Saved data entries
= = = = =

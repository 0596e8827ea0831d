//! Backend Error Module
//!
//! Error type for repositories and HTTP handlers, and its conversion into
//! an HTTP response.
//!
//! # Module Structure
//!
//! ```text
//! error/
//! ├── mod.rs        - Module exports and documentation
//! ├── types.rs      - BackendError and status mapping
//! └── conversion.rs - IntoResponse implementation
//! ```

/// Error type definitions
pub mod types;

/// Error conversion implementations
pub mod conversion;

pub use types::{BackendError, INVALID_TOKEN_MESSAGE};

= = = = =

- [Task item] Work out how many lines above include the string "types", then give that number alone.

- [Exercise response] 3